So if I read this correctly this happens when you did "echo x > drop_caches"..interesting. Obviously should not happen, but I have too little information to make better guesses.

So far my best guess would be to try without these two patches: btrfs-20160426-001-don't-wait-for-unrelated-IO-to-finish-before-relocation.patch btrfs-20160426-002-don't-do-unnecessary-delalloc-flushes-when-relocating.patch

They are the only recent changes that might be related, so please test without them (just moving them aside should work) and let me know how it goes. So far I have not seen any negative effect from them, but drop_caches is pretty brutal (there were even talks about removing it) and it can trigger weird corner-cases in file systems.

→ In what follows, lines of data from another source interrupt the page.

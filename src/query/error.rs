//! Error types for query normalization.

use std::fmt;

use thiserror::Error;

/// The query field a validation error is attributed to.
#[derive(Debug, Clone, Copy, PartialEq, Eq, Hash)]
pub enum QueryField {
    /// The raw channel handle.
    ChannelHandle,
    /// The raw keyword string.
    Keywords,
}

impl QueryField {
    /// Returns the stable field label used in messages and JSON output.
    #[must_use]
    pub fn as_str(self) -> &'static str {
        match self {
            Self::ChannelHandle => "channelHandle",
            Self::Keywords => "keywords",
        }
    }
}

impl fmt::Display for QueryField {
    fn fmt(&self, f: &mut fmt::Formatter<'_>) -> fmt::Result {
        f.write_str(self.as_str())
    }
}

/// What was wrong with a field.
#[derive(Debug, Clone, Copy, PartialEq, Eq)]
pub enum ValidationErrorKind {
    /// The field was empty or whitespace-only after trimming.
    EmptyInput,
}

/// A field-attributed validation failure from [`super::normalize_query`].
#[derive(Debug, Clone, PartialEq, Eq, Error)]
#[error("invalid {field}: {reason}\n  Suggestion: {suggestion}")]
pub struct ValidationError {
    /// The offending field.
    pub field: QueryField,
    /// Machine-readable failure kind.
    pub kind: ValidationErrorKind,
    /// Why the value was rejected.
    pub reason: String,
    /// How to fix the input.
    pub suggestion: String,
}

impl ValidationError {
    /// Creates an `EmptyInput` error for `field`.
    #[must_use]
    pub fn empty_input(field: QueryField) -> Self {
        let suggestion = match field {
            QueryField::ChannelHandle => "Provide a channel handle such as @SomeChannel",
            QueryField::Keywords => "Provide at least one keyword, e.g. \"vfx, motion\"",
        };
        Self {
            field,
            kind: ValidationErrorKind::EmptyInput,
            reason: "value is empty".to_string(),
            suggestion: suggestion.to_string(),
        }
    }
}

/// Joins several validation errors into one line per field.
#[must_use]
pub fn summarize(errors: &[ValidationError]) -> String {
    errors
        .iter()
        .map(|error| format!("{}: {}", error.field, error.reason))
        .collect::<Vec<_>>()
        .join("; ")
}
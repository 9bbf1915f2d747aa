use std::net::TcpListener;
use std::panic::Location;

use wiremock::MockServer;

/// True when `VIDSCOUT_REQUIRE_SOCKET_TESTS` asks for fail-fast behavior.
#[must_use]
pub fn socket_tests_required() -> bool {
    std::env::var("VIDSCOUT_REQUIRE_SOCKET_TESTS")
        .ok()
        .is_some_and(|value| matches!(value.to_ascii_lowercase().as_str(), "1" | "true" | "yes"))
}

#[track_caller]
#[must_use]
pub fn should_skip_socket_bound_test() -> bool {
    if TcpListener::bind("127.0.0.1:0").is_ok() {
        return false;
    }

    let location = Location::caller();
    let message = format!(
        "[mock-server] no localhost socket for {}:{}; skipping wiremock test",
        location.file(),
        location.line()
    );
    assert!(
        !socket_tests_required(),
        "{message}. Unset VIDSCOUT_REQUIRE_SOCKET_TESTS to allow skipping."
    );

    eprintln!("{message}. Set VIDSCOUT_REQUIRE_SOCKET_TESTS=1 to fail instead.");
    true
}

/// Starts a mock server, or returns `None` when sockets are unavailable.
pub async fn start_mock_server_or_skip() -> Option<MockServer> {
    if should_skip_socket_bound_test() {
        None
    } else {
        Some(MockServer::start().await)
    }
}
//! Thumbnail selection policy shared by channel avatars and official search results.

use serde::Deserialize;

/// One sized thumbnail entry from the official API.
#[derive(Debug, Clone, Default, Deserialize)]
pub struct Thumbnail {
    /// Image URL; absent or empty when the size is not offered.
    pub url: Option<String>,
}

/// The sized thumbnails the official API offers for a channel or video.
#[derive(Debug, Clone, Default, Deserialize)]
pub struct ThumbnailSet {
    /// Lowest resolution.
    pub default: Option<Thumbnail>,
    /// Middle resolution.
    pub medium: Option<Thumbnail>,
    /// Highest resolution.
    pub high: Option<Thumbnail>,
}

/// Picks the highest-resolution non-empty URL: `high`, then `medium`, then `default`.
///
/// A lone low-resolution entry is used rather than failing.
#[must_use]
pub fn select_thumbnail(set: &ThumbnailSet) -> Option<String> {
    [&set.high, &set.medium, &set.default]
        .into_iter()
        .filter_map(|entry| entry.as_ref().and_then(|thumb| thumb.url.as_deref()))
        .map(str::trim)
        .find(|url| !url.is_empty())
        .map(str::to_string)
}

disaster123 commented 8 years ago

has this happened before without drop_caches, in normal operation? (I guess not)

no

does it happen every time, i.e. repeatably?

have to check this i updated to latest master yesterday and it ocurred that night - while dropping caches - sorry forgot to tell that

Yes it was a value of 3 and yes the FS was busy that time doing balancing (but nothing else)

hhoffstaette commented 8 years ago

yes the FS was busy that time doing balancing (but nothing else)

What I suspected, thanks. Please try without those two patches I mentioned and in the meantime I will get in touch with Filipe and see what he thinks.

disaster123 commented 8 years ago

Thanks. Will do so.

hhoffstaette commented 8 years ago

I got a reply from Filipe. Apparently this is not caused by the two patches above but by something else (some other existing bug), and he'll have a patch soon. I'll keep this open until then.

disaster123 commented 8 years ago

Geat thanks. so i'll skip my testing without those patches.

disaster123 commented 8 years ago

OK thanks.

hhoffstaette commented 8 years ago

If I understand correctly c304a7aaad should fix it (or at least something very related), so I'm closing this.

disaster123 commented 8 years ago

THX